Opinião

Quando se tranca a porta e se escancara a janela: a censura à plenitude de defesa

Autor

  • Andre Esteves de Andrade

    é defensor público do Estado do Rio Grande do Sul desde 2012 com atuações em Defensorias Públicas especializadas criminais e participação itinerante em plenários do júri em diversas comarcas pós-graduado em Direito e professor de Direito Penal e Processo Penal da Fundação Escola da Defensoria Pública desde 2015.

8 de março de 2021, 6h04

Não se discute a carga preconceituosa da tese da legitima defesa da honra nos casos em que se defende o afastamento da ilicitude de condutas típicas contra mulheres em razão de adultério ou comportamento contrário a suposta moral da sociedade. Com efeito, trata-se de posicionamento absolutamente violador dos mais basilares valores constitucionais, como dignidade da pessoa humana, igualdade de gênero e a liberdade. Mais consentâneo a estes valores seria a construção de uma comunidade em que não seria possível, jamais, que tal tese fosse socialmente aceita, a tal ponto que nenhum jurista a apresentaria em plenário, uma vez que absolutamente contraproducente e até constrangedor.

Tal raciocínio incontestável está presente na decisão do ministro Dias Toffoli, ao deferir liminar na Arguição de Descumprimento de Preceito Fundamental (ADPF) 779/DF, aduzindo que a tese de legítima defesa da honra é inconstitucional. Proibiu, ainda, que a defesa a sustente, direta ou indiretamente, na persecução penal, seja na fase pré-processual ou processual, inclusive perante o tribunal do júri [1].

Veja bem, é necessário repetir. Não foi somente a legítima defesa da honra que foi considerada inconstitucional. Foi a tese defensiva! O que foi obstado não foi a aceitação da tese pelo juiz, mas, sim, o próprio direito de alegação pelo defensor. Com a devida vênia, desconhece-se hipótese em que ministro da Suprema Corte tolheu de forma tão evidente e direta o direito de a defesa utilizar a argumentação que entende suficiente para bem exercer sua função.

Por isso, a concordância com a decisão vai somente até a análise de que a utilização do atuar "escandaloso" da vítima para justificar feminicídio e outras agressões é "odioso, desumano e cruel". Daí a se vedar, de forma abstrata e imprecisa, qualquer alusão ao comportamento da vítima como causa de exclusão de ilicitude, vai distância considerável.
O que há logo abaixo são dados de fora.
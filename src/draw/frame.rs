//! Frame container for the committed strokes of one board.

use super::stroke::Stroke;

/// Committed strokes in commit order (first = oldest).
///
/// Commit order is the z-order within a tool group; the rendering model
/// regroups by tool (see [`crate::draw::render_plan`]).
#[derive(Debug, Clone, Default, PartialEq)]
pub struct Frame {
    strokes: Vec<Stroke>,
}

impl Frame {
    /// Creates a new empty frame with no strokes.
    pub fn new() -> Self {
        Self {
            strokes: Vec::new(),
        }
    }

    /// Builds a frame from loaded strokes, keeping only the newest `max`.
    pub fn from_strokes(mut strokes: Vec<Stroke>, max: usize) -> Self {
        drop_oldest(&mut strokes, max);
        Self { strokes }
    }

    pub fn strokes(&self) -> &[Stroke] {
        &self.strokes
    }

    pub fn len(&self) -> usize {
        self.strokes.len()
    }

    pub fn is_empty(&self) -> bool {
        self.strokes.is_empty()
    }

    /// Removes all strokes from the frame.
    pub fn clear(&mut self) {
        self.strokes.clear();
    }

    /// Appends a stroke on top, dropping the oldest strokes beyond `max`.
    ///
    /// Returns the number of strokes dropped.
    pub fn push_bounded(&mut self, stroke: Stroke, max: usize) -> usize {
        self.strokes.push(stroke);
        drop_oldest(&mut self.strokes, max)
    }

    /// Removes and returns the most recently added stroke, if any.
    pub fn pop(&mut self) -> Option<Stroke> {
        self.strokes.pop()
    }
}

/// Trims `items` to its newest `max` entries. Returns how many were removed.
pub(crate) fn drop_oldest<T>(items: &mut Vec<T>, max: usize) -> usize {
    let excess = items.len().saturating_sub(max);
    if excess > 0 {
        items.drain(..excess);
    }
    excess
}

#[cfg(test)]
mod tests {
    use super::*;
    use crate::draw::{Color, Path, Point};
    use crate::input::ToolMode;

    fn stroke(n: u8) -> Stroke {
        Stroke::new(
            Path::from_points(&[Point::new(n as f64, 0.0)]),
            Color::from_rgb8(n, 0, 0),
            2.0,
            ToolMode::Normal,
        )
        .unwrap()
    }

    #[test]
    fn push_bounded_drops_oldest() {
        let mut frame = Frame::new();
        assert_eq!(frame.push_bounded(stroke(1), 2), 0);
        assert_eq!(frame.push_bounded(stroke(2), 2), 0);
        assert_eq!(frame.push_bounded(stroke(3), 2), 1);
        assert_eq!(frame.strokes(), &[stroke(2), stroke(3)]);
    }

    #[test]
    fn from_strokes_keeps_newest() {
        let frame = Frame::from_strokes((1..=5).map(stroke).collect(), 3);
        assert_eq!(frame.strokes(), &[stroke(3), stroke(4), stroke(5)]);
    }

    #[test]
    fn pop_returns_last() {
        let mut frame = Frame::from_strokes(vec![stroke(1), stroke(2)], 10);
        assert_eq!(frame.pop(), Some(stroke(2)));
        assert_eq!(frame.len(), 1);
        frame.clear();
        assert!(frame.pop().is_none());
    }
}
Primeiramente, aponta-se a incorreção da argumentação no sentido de que é atécnica a legitima defesa da honra. Não, não é. Isso porque a honra, como qualquer bem jurídico, pode ser protegido de atual ou iminente agressão injusta, nos exatos termos do artigo 25 do CP [2]. Fácil visualizar concretamente tal situação, bastando que uma ofensa seja realizada por meio de um cartaz, pendurado pelo autor no muro de sua residência. Por acaso não poderia a vítima, em ato claro de legítima defesa, retirar o cartaz, ou estaria incidindo no crime de dano ou mesmo exercício arbitrário das próprias razões? Se alguém está com um megafone em frente a minha casa, proferindo injúrias, porventura não é lícito ir até ele e arrancar o instrumento de sua mão? Sendo as ofensas relacionadas a traição, haveria aqui a impossibilidade técnica de minha honra ser defendida pelo instituto da legítima defesa, tal qual consta na liminar, que possui comando absolutamente amplo? Atécnica aqui, se me permite, foi a conclusão da decisão.

A grande questão não é se a honra permite ou não a legitima defesa; o pulo do gato é saber se a injusta agressão atual ou iminente foi repelida pelo uso moderado dos meios necessários. Obviamente, não há tal relação de proporcionalidade entre uma traição e um feminicídio, sendo inclusive discutível se um adultério representa uma "agressão". A análise, assim, não é em abstrato do cabimento da legítima defesa, mas, sim, da análise, no caso concreto, da presença dos requisitos necessários para tanto.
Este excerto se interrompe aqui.